Desde entonces, la frase “Espejito, espejito…” es un atajo para hablar del exceso de vanidad, pero también de la incapacidad de aceptar la verdad de las cosas, en especial cuando quien recibe las malas noticias es un personaje acostumbrado a acumular poder y, como consecuencia, a recibir el elogio de quienes quieren asegurar su favor.

Vamos a Chile, al siglo XXI y al libro que nos convoca. ¿Qué respuesta ha recibido históricamente la élite empresarial chilena cuando pregunta a su espejo? ¿Cómo ha cambiado esa respuesta en los últimos años? Y, ¿cuál ha sido la reacción ante los cambios de la realidad económica, política y social del país?

De esto —de la Reina de Blancanieves enfrentada a una realidad cambiante— hablan estas líneas introductorias.


La Reina y su espejo

No ocurre solo en Chile ni es patrimonio de los grupos empresariales.

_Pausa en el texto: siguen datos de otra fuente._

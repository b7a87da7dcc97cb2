use crate::sys::{self, EGLint};

/// How a [device property](DeviceProperty) is queried
#[derive(Copy, Clone, Debug, PartialEq, Eq, PartialOrd, Ord, Hash)]
pub enum PropertyKind {
    /// Queried with `eglQueryDeviceStringEXT`
    ///
    /// A failed query is reported as `<failed>`.
    String,
    /// Queried with `eglQueryDeviceAttribEXT`
    ///
    /// A failed query is omitted from the report.
    Attrib,
}

/// A device-level property, only queried if its extension is advertised
#[derive(Copy, Clone, Debug, PartialEq, Eq, Hash)]
pub struct DeviceProperty {
    /// The EGL name passed to the query
    pub id: EGLint,
    /// Display label, which is the property's constant name
    pub label: &'static str,
    /// The device extension that must be advertised for this property to exist
    pub extension: &'static str,
    /// Which query function retrieves the value
    pub kind: PropertyKind,
}

impl DeviceProperty {
    /// Whether a device advertising `extensions` supports this property
    pub fn is_supported(&self, extensions: &str) -> bool {
        extensions.contains(self.extension)
    }
}

macro_rules! device_properties {
    ($(#[$attr:meta])* pub static $registry:ident = [$($name:ident: $kind:ident if $ext:literal,)*];) => {
        $(#[$attr])*
        pub static $registry: &[DeviceProperty] = &[
            $(
                DeviceProperty {
                    id: sys::$name,
                    label: stringify!($name),
                    extension: $ext,
                    kind: PropertyKind::$kind,
                },
            )*
        ];
    };
}

device_properties! {
    /// Every device property `eglinfo` knows about, in print order
    pub static DEVICE_PROPERTIES = [
        EGL_DRM_DEVICE_FILE_EXT: String if "EGL_EXT_device_drm",
        EGL_DRM_RENDER_NODE_FILE_EXT: String if "EGL_EXT_device_drm_render_node",
        EGL_RENDERER_EXT: String if "EGL_EXT_device_query_name",
        EGL_VENDOR: String if "EGL_EXT_device_query_name",
        EGL_CUDA_DEVICE_NV: Attrib if "EGL_NV_device_cuda",
    ];
}

/// The registered properties a device advertising `extensions` supports, in print order
///
/// ```rust
/// use eglinfo::device::applicable_properties;
///
/// let labels: Vec<_> = applicable_properties("EGL_NV_device_cuda").map(|p| p.label).collect();
/// assert_eq!(labels, ["EGL_CUDA_DEVICE_NV"]);
/// ```
pub fn applicable_properties<'e>(extensions: &'e str) -> impl Iterator<Item = &'static DeviceProperty> + 'e {
    DEVICE_PROPERTIES.iter().filter(move |prop| prop.is_supported(extensions))
}
use crate::core::constants::TRYTE_ALPHABET;
use crate::error::{Result, TernaryError};
use rand::Rng;
use std::time::{SystemTime, UNIX_EPOCH};

/// Milliseconds since the Unix epoch
pub fn current_timestamp() -> Result<i64> {
    let duration = SystemTime::now().duration_since(UNIX_EPOCH)?.as_millis();

    // Ensure the timestamp fits in i64
    if duration > i64::MAX as u128 {
        return Err(TernaryError::Clock("timestamp overflows i64".to_string()));
    }

    Ok(duration as i64)
}

/// `length` trytes drawn uniformly from the thread-local CSPRNG
pub fn random_trytes(length: usize) -> String {
    let alphabet = TRYTE_ALPHABET.as_bytes();
    let mut rng = rand::thread_rng();
    (0..length)
        .map(|_| alphabet[rng.gen_range(0..alphabet.len())] as char)
        .collect()
}

#[cfg(test)]
mod tests {
    use super::*;
    use crate::trinary::is_valid_trytes;

    #[test]
    fn test_current_timestamp_is_millis() {
        let now = current_timestamp().unwrap();
        // Later than 2020-01-01 in milliseconds
        assert!(now > 1_577_836_800_000);
    }

    #[test]
    fn test_clock_errors_are_not_validation() {
        let before_epoch = UNIX_EPOCH
            .duration_since(UNIX_EPOCH + std::time::Duration::from_secs(1))
            .unwrap_err();
        let err = TernaryError::from(before_epoch);
        assert!(matches!(err, TernaryError::Clock(_)));
        assert!(!err.is_validation());
    }

    #[test]
    fn test_random_trytes() {
        let trytes = random_trytes(81);
        assert_eq!(trytes.len(), 81);
        assert!(is_valid_trytes(&trytes));
        assert_ne!(trytes, random_trytes(81));
        assert!(random_trytes(0).is_empty());
    }
}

En todas las épocas y latitudes, “las personas que gozan de ventajas se resisten a creer que ellas son por casualidad personas que gozan de ventajas, y se inclinan a definirse a sí mismas como personas naturalmente dignas de lo que poseen, y a considerarse como una élite natural, y, en realidad, a imaginarse sus riquezas y privilegios como ampliaciones naturales de sus personalidades selectas”, dice el sociólogo Charles Wright Mills. “En este sentido, la idea de la élite como compuesta de hombres y mujeres que tienen un carácter moral más exquisito constituye una ideología de élite en cuanto estrato gobernante privilegiado, y ello es así ya sea esa ideología obra de la élite misma o de otros”.

Todas las élites requieren esa ideología que justifique su situación privilegiada sobre el resto de la sociedad, de un modo que sea aceptable para ella misma, ayudando a su cohesión y su espíritu de cuerpo, y también que le entregue legitimidad a sus privilegios de cara a los grupos que quedan por debajo en la pirámide social.

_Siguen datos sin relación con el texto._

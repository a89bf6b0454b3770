//! Lane-parallel Curl
//!
//! Each state cell holds 64 independent trits as a (low, high) pair of bit masks:
//!
//! | trit | low | high |
//! |------|-----|------|
//! | -1   | 1   | 0    |
//! | 0    | 1   | 1    |
//! | +1   | 0   | 1    |
//!
//! One call to [`pair_transform`] advances 64 Curl states at once, which is what makes
//! the proof-of-work search fast without SIMD intrinsics.

use crate::core::constants::HASH_LENGTH_TRITS;
use crate::crypto::curl::{CurlMode, STATE_LENGTH, TRANSFORM_INDICES};
use crate::crypto::sponge::{check_window, Sponge};
use crate::error::{Result, TernaryError};
use crate::trinary::{is_valid_trit, Trit};

pub const LANES: usize = 64;

/// 64 trits, one per lane
#[derive(Debug, Clone, Copy, PartialEq, Eq)]
pub struct TritPair {
    pub low: u64,
    pub high: u64,
}

impl Default for TritPair {
    fn default() -> Self {
        TritPair::ZERO
    }
}

impl TritPair {
    pub const ZERO: TritPair = TritPair {
        low: u64::MAX,
        high: u64::MAX,
    };

    /// Same trit in every lane
    pub fn splat(trit: Trit) -> TritPair {
        match trit {
            1 => TritPair {
                low: 0,
                high: u64::MAX,
            },
            -1 => TritPair {
                low: u64::MAX,
                high: 0,
            },
            _ => TritPair::ZERO,
        }
    }

    /// Decodes one lane, an all-zero bit pair reads as 0
    pub fn get_lane(&self, lane: usize) -> Trit {
        let low = (self.low >> lane) & 1;
        let high = (self.high >> lane) & 1;
        match (low, high) {
            (1, 0) => -1,
            (0, 1) => 1,
            _ => 0,
        }
    }

    pub fn set_lane(&mut self, lane: usize, trit: Trit) {
        let bit = 1u64 << lane;
        let (low, high) = match trit {
            1 => (false, true),
            -1 => (true, false),
            _ => (true, true),
        };
        self.low = if low { self.low | bit } else { self.low & !bit };
        self.high = if high { self.high | bit } else { self.high & !bit };
    }
}

/// Curl state in pair encoding, kept as two parallel word arrays
#[derive(Clone)]
pub struct PairState {
    pub low: [u64; STATE_LENGTH],
    pub high: [u64; STATE_LENGTH],
}

impl Default for PairState {
    fn default() -> Self {
        PairState {
            low: [u64::MAX; STATE_LENGTH],
            high: [u64::MAX; STATE_LENGTH],
        }
    }
}

impl PairState {
    /// Broadcasts a scalar Curl state into every lane
    pub fn from_trits(trits: &[Trit]) -> Result<PairState> {
        if trits.len() != STATE_LENGTH {
            return Err(TernaryError::length("curl state", STATE_LENGTH, trits.len()));
        }
        let mut state = PairState::default();
        for (i, &trit) in trits.iter().enumerate() {
            if !is_valid_trit(trit) {
                return Err(TernaryError::InvalidTrits(format!(
                    "state cell {i} holds {trit}"
                )));
            }
            state.set(i, TritPair::splat(trit));
        }
        Ok(state)
    }

    pub fn get(&self, index: usize) -> TritPair {
        TritPair {
            low: self.low[index],
            high: self.high[index],
        }
    }

    pub fn set(&mut self, index: usize, pair: TritPair) {
        self.low[index] = pair.low;
        self.high[index] = pair.high;
    }

    /// Trits of one lane over `range`
    pub fn lane_trits(&self, lane: usize, range: std::ops::Range<usize>) -> Vec<Trit> {
        range.map(|i| self.get(i).get_lane(lane)).collect()
    }
}

/// Runs `rounds` Curl rounds over all 64 lanes in lockstep
pub fn pair_transform(state: &mut PairState, rounds: usize) {
    let mut scratch_low = [0u64; STATE_LENGTH];
    let mut scratch_high = [0u64; STATE_LENGTH];

    for _ in 0..rounds {
        scratch_low.copy_from_slice(&state.low);
        scratch_high.copy_from_slice(&state.high);

        for i in 0..STATE_LENGTH {
            let p = TRANSFORM_INDICES[i];
            let q = TRANSFORM_INDICES[i + 1];
            let alpha = scratch_low[p];
            let beta = scratch_high[p];
            let gamma = scratch_high[q];
            let delta = (alpha | !gamma) & (scratch_low[q] ^ beta);

            state.low[i] = !delta;
            state.high[i] = (alpha ^ gamma) | delta;
        }
    }
}

/// Curl sponge over [`TritPair`] cells
#[derive(Clone, Default)]
pub struct PairCurl {
    state: PairState,
    mode: CurlMode,
}

impl PairCurl {
    pub fn new(mode: CurlMode) -> PairCurl {
        PairCurl {
            state: PairState::default(),
            mode,
        }
    }

    pub fn get_state(&self) -> &PairState {
        &self.state
    }
}

impl Sponge for PairCurl {
    type Cell = TritPair;

    fn reset(&mut self) {
        self.state = PairState::default();
    }

    fn absorb(&mut self, input: &[TritPair], offset: usize, length: usize) -> Result<()> {
        check_window(input.len(), offset, length)?;
        for chunk in input[offset..offset + length].chunks_exact(HASH_LENGTH_TRITS) {
            for (i, pair) in chunk.iter().enumerate() {
                self.state.set(i, *pair);
            }
            pair_transform(&mut self.state, self.mode.rounds());
        }
        Ok(())
    }

    fn squeeze(&mut self, output: &mut [TritPair], offset: usize, length: usize) -> Result<()> {
        check_window(output.len(), offset, length)?;
        for chunk in output[offset..offset + length].chunks_exact_mut(HASH_LENGTH_TRITS) {
            for (i, pair) in chunk.iter_mut().enumerate() {
                *pair = self.state.get(i);
            }
            pair_transform(&mut self.state, self.mode.rounds());
        }
        Ok(())
    }
}

#[cfg(test)]
mod tests {
    use super::*;
    use crate::crypto::curl::Curl;

    fn sample_trits(length: usize, salt: usize) -> Vec<Trit> {
        (0..length)
            .map(|i| ((i * 13 + salt * 29 + i / 11) % 3) as Trit - 1)
            .collect()
    }

    #[test]
    fn test_lane_encoding() {
        let mut pair = TritPair::ZERO;
        assert_eq!(pair.get_lane(5), 0);
        pair.set_lane(5, 1);
        pair.set_lane(6, -1);
        assert_eq!(pair.get_lane(5), 1);
        assert_eq!(pair.get_lane(6), -1);
        assert_eq!(pair.get_lane(7), 0);
        pair.set_lane(5, 0);
        assert_eq!(pair.get_lane(5), 0);
        assert_eq!(TritPair::splat(1).get_lane(63), 1);
        assert_eq!(TritPair::splat(-1).get_lane(0), -1);
    }

    #[test]
    fn test_pair_transform_matches_scalar() {
        for mode in [CurlMode::CurlP27, CurlMode::CurlP81] {
            let input = sample_trits(486, 1);

            let mut curl = Curl::new(mode);
            let expected = curl.hash(&input).unwrap();

            let pairs: Vec<TritPair> = input.iter().map(|&t| TritPair::splat(t)).collect();
            let mut pair_curl = PairCurl::new(mode);
            let output = pair_curl.hash(&pairs).unwrap();

            for lane in [0, 17, 63] {
                let trits: Vec<Trit> = output.iter().map(|p| p.get_lane(lane)).collect();
                assert_eq!(trits, expected, "lane {lane} in {mode:?}");
            }
        }
    }

    #[test]
    fn test_lanes_are_independent() {
        let inputs: Vec<Vec<Trit>> = (0..3).map(|salt| sample_trits(243, salt)).collect();

        let mut pairs = vec![TritPair::ZERO; 243];
        for (i, pair) in pairs.iter_mut().enumerate() {
            for (lane, input) in inputs.iter().enumerate() {
                pair.set_lane(lane, input[i]);
            }
        }

        let output = PairCurl::default().hash(&pairs).unwrap();
        for (lane, input) in inputs.iter().enumerate() {
            let expected = Curl::default().hash(input).unwrap();
            let trits: Vec<Trit> = output.iter().map(|p| p.get_lane(lane)).collect();
            assert_eq!(trits, expected);
        }
    }

    #[test]
    fn test_state_broadcast() {
        let trits = sample_trits(STATE_LENGTH, 9);
        let state = PairState::from_trits(&trits).unwrap();
        assert_eq!(state.lane_trits(42, 0..STATE_LENGTH), trits);
        assert!(PairState::from_trits(&trits[..10]).is_err());
    }

    #[test]
    fn test_pair_curl_rejects_bad_length() {
        let mut curl = PairCurl::default();
        assert!(curl.absorb(&[TritPair::ZERO; 100], 0, 100).is_err());
    }
}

La élite “siempre da una base moral y también legal” a su poder, conectándolo con “doctrinas y creencias generalmente reconocidas y aceptadas”, dice Francesco Leoni. Esa es la “fórmula política” que toda élite necesita para prosperar. “En la base de la fórmula pueden existir”, dice Leoni, “creencias sobrenaturales o conceptos racionales, que siempre corresponden a la necesidad de no ceder solo a la fuerza, sino a un principio moral”.

En otras épocas, ese principio moral fue la predestinación divina, el derecho de sangre o la pertenencia a un grupo racial o social determinado. Bastaba que el espejo respondiera al miembro de la élite que él era, en efecto, “el más bonito” (el elegido por Dios, el descendiente de nobles, el nacido en cuna de oro, el racialmente puro), para que el orden social se mantuviera intacto.

Pero en la modernidad, tales fuentes de legitimidad ya no son aceptables. La “fórmula política” por excelencia ahora es la meritocracia y, en el caso de la élite empresarial, su primo hermano, el libre mercado.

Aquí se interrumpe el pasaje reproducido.